Rising interest rates are placing unprecedented liquidity constraints on some of the United Kingdom’s largest corporate pension funds, prevalent users of LDI strategies. According to a recent research note from consultancy Mercer, a growing number of schemes are having to sell liquid assets like equities and investment grade corporate bonds to raise cash to maintain the level of leverage needed to ensure they can hedge their liabilities.
“To maintain leverage at acceptable levels, pooled LDI funds are issuing regular collateral calls,” says Daniel Melley, head of UK investments at Mercer. Leverage, or borrowing in order to gain more exposure to rates and inflation movements, is used within LDI mandates for risk management purposes versus the liabilities. It is also used to enable schemes to buy growth assets that otherwise would not be possible. But as interest rates track up, it is leading to losses on the gilt or swap assets held within these portfolios, in turn leading to rising leverage ratios.

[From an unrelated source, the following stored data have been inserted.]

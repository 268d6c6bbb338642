//! IPMI transport boundary
//!
//! The polling engine talks to a BMC only through the narrow, synchronous
//! [`IpmiSession::request`] contract defined here. Session establishment and
//! the LAN wire encoding belong to an [`IpmiConnector`] implementation.

mod ipmitool;
mod session;

pub use ipmitool::{IpmitoolConfig, IpmitoolConnector};
pub use session::{LeasedSession, SessionLease};

use std::fmt;

/// Token returned by Reserve SDR Repository
pub type ReservationToken = u16;

/// Identifier of a record within the SDR enumeration chain
pub type RecordId = u16;

/// Channel identifier used to request a live reading
pub type SensorNumber = u8;

/// Network function codes used by the poller
pub mod netfn {
    pub const SENSOR_EVENT: u8 = 0x04;
    pub const APP: u8 = 0x06;
    pub const STORAGE: u8 = 0x0A;
}

/// Commands the polling engine issues to a BMC
#[derive(Debug, Clone, Copy, PartialEq, Eq)]
pub enum Request {
    /// Get Device ID, used to probe a freshly opened session
    GetDeviceId,
    /// Reserve SDR Repository
    ReserveSdrRepository,
    /// Get SDR: read `length` bytes at `offset` of record `record_id`
    GetSdr {
        reservation: ReservationToken,
        record_id: RecordId,
        offset: u8,
        length: u8,
    },
    /// Get Sensor Reading
    GetSensorReading { sensor_number: SensorNumber },
}

impl Request {
    pub fn netfn(&self) -> u8 {
        match self {
            Request::GetDeviceId => netfn::APP,
            Request::ReserveSdrRepository | Request::GetSdr { .. } => netfn::STORAGE,
            Request::GetSensorReading { .. } => netfn::SENSOR_EVENT,
        }
    }

    pub fn command(&self) -> u8 {
        match self {
            Request::GetDeviceId => 0x01,
            Request::ReserveSdrRepository => 0x22,
            Request::GetSdr { .. } => 0x23,
            Request::GetSensorReading { .. } => 0x2D,
        }
    }

    /// Request data bytes, multi-byte fields least significant byte first
    pub fn data(&self) -> Vec<u8> {
        match *self {
            Request::GetDeviceId | Request::ReserveSdrRepository => Vec::new(),
            Request::GetSdr {
                reservation,
                record_id,
                offset,
                length,
            } => {
                let [res_ls, res_ms] = reservation.to_le_bytes();
                let [rec_ls, rec_ms] = record_id.to_le_bytes();
                vec![res_ls, res_ms, rec_ls, rec_ms, offset, length]
            }
            Request::GetSensorReading { sensor_number } => vec![sensor_number],
        }
    }
}

/// Classification of completion codes the engine branches on
#[derive(Debug, Clone, Copy, PartialEq, Eq, Hash)]
pub enum CompletionKind {
    /// The response would not fit in a single message
    TooLarge,
    /// The SDR reservation was cancelled or is invalid
    ReservationCancelled,
    /// The requested sensor, data or record is not present
    DataNotPresent,
    Other,
}

/// Completion code reported by the BMC for a failed request
#[derive(Debug, Clone, Copy, PartialEq, Eq, Hash)]
pub struct CompletionCode(pub u8);

impl CompletionCode {
    pub const NODE_BUSY: Self = Self(0xC0);
    pub const TIMEOUT: Self = Self(0xC3);
    pub const RESERVATION_CANCELLED: Self = Self(0xC5);
    pub const CANNOT_RETURN_REQUESTED_LENGTH: Self = Self(0xCA);
    pub const DATA_NOT_PRESENT: Self = Self(0xCB);
    pub const CANNOT_RESPOND: Self = Self(0xCE);
    pub const UNSPECIFIED: Self = Self(0xFF);

    pub fn kind(&self) -> CompletionKind {
        match *self {
            Self::CANNOT_RETURN_REQUESTED_LENGTH | Self::CANNOT_RESPOND | Self::UNSPECIFIED => {
                CompletionKind::TooLarge
            }
            Self::RESERVATION_CANCELLED => CompletionKind::ReservationCancelled,
            Self::DATA_NOT_PRESENT => CompletionKind::DataNotPresent,
            _ => CompletionKind::Other,
        }
    }

    fn description(&self) -> &'static str {
        match *self {
            Self::NODE_BUSY => "node busy",
            Self::TIMEOUT => "timeout while processing command",
            Self::RESERVATION_CANCELLED => "reservation cancelled or invalid",
            Self::CANNOT_RETURN_REQUESTED_LENGTH => "cannot return number of requested data bytes",
            Self::DATA_NOT_PRESENT => "requested data not present",
            Self::CANNOT_RESPOND => "command response could not be provided",
            Self::UNSPECIFIED => "unspecified error",
            _ => "unrecognized completion code",
        }
    }
}

impl fmt::Display for CompletionCode {
    fn fmt(&self, f: &mut fmt::Formatter<'_>) -> fmt::Result {
        write!(f, "{:#04x} ({})", self.0, self.description())
    }
}

/// Failure of a single request/response exchange
#[derive(thiserror::Error, Debug, Clone, PartialEq)]
pub enum TransportError {
    #[error("BMC returned completion code {0}")]
    Completion(CompletionCode),

    #[error("session with {host} failed: {message}")]
    Session { host: String, message: String },

    #[error("malformed response: {0}")]
    Malformed(String),
}

impl TransportError {
    pub fn completion_kind(&self) -> Option<CompletionKind> {
        match self {
            TransportError::Completion(code) => Some(code.kind()),
            _ => None,
        }
    }

    pub fn is_reservation_cancelled(&self) -> bool {
        self.completion_kind() == Some(CompletionKind::ReservationCancelled)
    }

    /// Session-level failures leave the session unusable
    pub fn is_session_failure(&self) -> bool {
        matches!(self, TransportError::Session { .. })
    }
}

/// Where and how to open a session
#[derive(Clone)]
pub struct SessionTarget {
    pub host: String,
    pub port: u16,
    pub username: Option<String>,
    pub password: Option<String>,
}

impl fmt::Debug for SessionTarget {
    fn fmt(&self, f: &mut fmt::Formatter<'_>) -> fmt::Result {
        f.debug_struct("SessionTarget")
            .field("host", &self.host)
            .field("port", &self.port)
            .field("username", &self.username)
            .finish()
    }
}

/// An authenticated session with one BMC
pub trait IpmiSession {
    /// Send a request and return the response data following the completion code
    fn request(&self, request: &Request) -> Result<Vec<u8>, TransportError>;

    /// Close the session; further requests are undefined
    fn close(&self) {}
}

impl<S: IpmiSession + ?Sized> IpmiSession for Box<S> {
    fn request(&self, request: &Request) -> Result<Vec<u8>, TransportError> {
        (**self).request(request)
    }

    fn close(&self) {
        (**self).close()
    }
}

/// Process-wide factory for sessions, shared by every poller
pub trait IpmiConnector: Send + Sync {
    /// Establish and authenticate a session
    fn open_session(
        &self,
        target: &SessionTarget,
    ) -> Result<Box<dyn IpmiSession + Send>, TransportError>;

    /// Release connector-wide resources, called once at shutdown
    fn tear_down(&self);
}

#[cfg(test)]
mod tests {
    use super::*;

    #[test]
    fn test_get_sdr_request_encoding() {
        let request = Request::GetSdr {
            reservation: 0x1234,
            record_id: 0x0042,
            offset: 8,
            length: 16,
        };

        assert_eq!(request.netfn(), netfn::STORAGE);
        assert_eq!(request.command(), 0x23);
        assert_eq!(request.data(), vec![0x34, 0x12, 0x42, 0x00, 8, 16]);
    }

    #[test]
    fn test_sensor_reading_request_encoding() {
        let request = Request::GetSensorReading { sensor_number: 0x30 };

        assert_eq!(request.netfn(), netfn::SENSOR_EVENT);
        assert_eq!(request.command(), 0x2D);
        assert_eq!(request.data(), vec![0x30]);
    }

    #[test]
    fn test_completion_code_classification() {
        assert_eq!(
            CompletionCode::CANNOT_RETURN_REQUESTED_LENGTH.kind(),
            CompletionKind::TooLarge
        );
        assert_eq!(CompletionCode::CANNOT_RESPOND.kind(), CompletionKind::TooLarge);
        assert_eq!(CompletionCode::UNSPECIFIED.kind(), CompletionKind::TooLarge);
        assert_eq!(
            CompletionCode::RESERVATION_CANCELLED.kind(),
            CompletionKind::ReservationCancelled
        );
        assert_eq!(
            CompletionCode::DATA_NOT_PRESENT.kind(),
            CompletionKind::DataNotPresent
        );
        assert_eq!(CompletionCode::NODE_BUSY.kind(), CompletionKind::Other);
        assert_eq!(CompletionCode(0xD4).kind(), CompletionKind::Other);
    }

    #[test]
    fn test_transport_error_helpers() {
        let cancelled = TransportError::Completion(CompletionCode::RESERVATION_CANCELLED);
        assert!(cancelled.is_reservation_cancelled());
        assert!(!cancelled.is_session_failure());

        let session = TransportError::Session {
            host: "10.0.0.1".to_string(),
            message: "no route to host".to_string(),
        };
        assert!(session.is_session_failure());
        assert_eq!(session.completion_kind(), None);
    }

    #[test]
    fn test_session_target_debug_omits_password() {
        let target = SessionTarget {
            host: "bmc-1".to_string(),
            port: 623,
            username: Some("admin".to_string()),
            password: Some("hunter2".to_string()),
        };

        let rendered = format!("{:?}", target);
        assert!(rendered.contains("bmc-1"));
        assert!(!rendered.contains("hunter2"));
    }
}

Meeting margin calls requires quick action, warns Melley. “In the short-term, pension funds will need to respond to collateral calls from their LDI managers in order to protect hedging levels. The key point here is that eligible assets (typically cash / gilts) will have to be made available quickly, in a matter of days. This could be challenging, particularly where there are currency implications from selling growth assets.”
Given inflationary pressure in the economy is unlikely to abate in the short-term, it is likely that central banks will continue to increase interest rates. “If the pace exceeds the markets expectations, it will result in further strains to LDI portfolios,” predicts Melley. “A significant proportion (of pension funds) will need to act quickly to ensure they have dry powder available to meet further collateral calls, if interest rates rise further.”
Moreover, James Brundrett, senior investment consultant and partner at Mercer, warns that since interest rate rises this year have now surpassed the typical cushion set in place in LDI portfolios – a 1.5 per cent rise in long-term gilt yields – many pension funds collateral buffers are depleted. “Pension funds collateral is depleted, and we are seeing clients looking to replenish.”
The problem might not only turn pension funds into forced sellers. Some may not be able to hedge as much as they have done, and may have to accept lower hedge levels should they run out of liquid assets that could be used to top up collateral in their LDI strategies. Cue increased risk levels and potentially wider implications from a covenant, funding, investment strategy and Journey Plan perspective.
Positively, Brundrett points out that pension fund liabilities are also falling. Rising interest rates will also lead to falling liability values, potentially reducing the size of deficits and increasing the impact of contributions. “As interest rates go up hedges are losing money, but liabilities are also going down,” he says.
However, critics counter that the value of liabilities should always be seen in relationship to the value of assets, noting the value of assets may fall more than the value of the liabilities if funds have had to sell assets to meet margin calls.
“It is the difference between the value of assets and liabilities that is important, and the value of assets will fall through forced sales,” says Professor David Blake, Director, Pensions Institute, Bayes Business School, City, University of London, who argues pension funds should not be borrowing in times of economic uncertainty. “Having to sell assets in a falling market is pure speculation. It is particularly challenging if they all have to do this at the same time and liquidity disappears.”
Brundrett and Melley insist that overall LDI portfolios have passed the test of managing funding level volatility in the past decade and remain a key building block for pension fund risk management.
But important risks lie ahead. “Governance models will be called into question to see if funds have been able to react as quickly as hoped. Boards will need to know where to go if they need more collateral; if it’s not corporate bonds, where do they go?” If pension funds are forced to turn to illiquid assets, it opens a raft of new value and pricing challenges “Illiquid assets are not mark-to-market. In allocations like private equity, the pricing is out of date,” concludes Brundrett.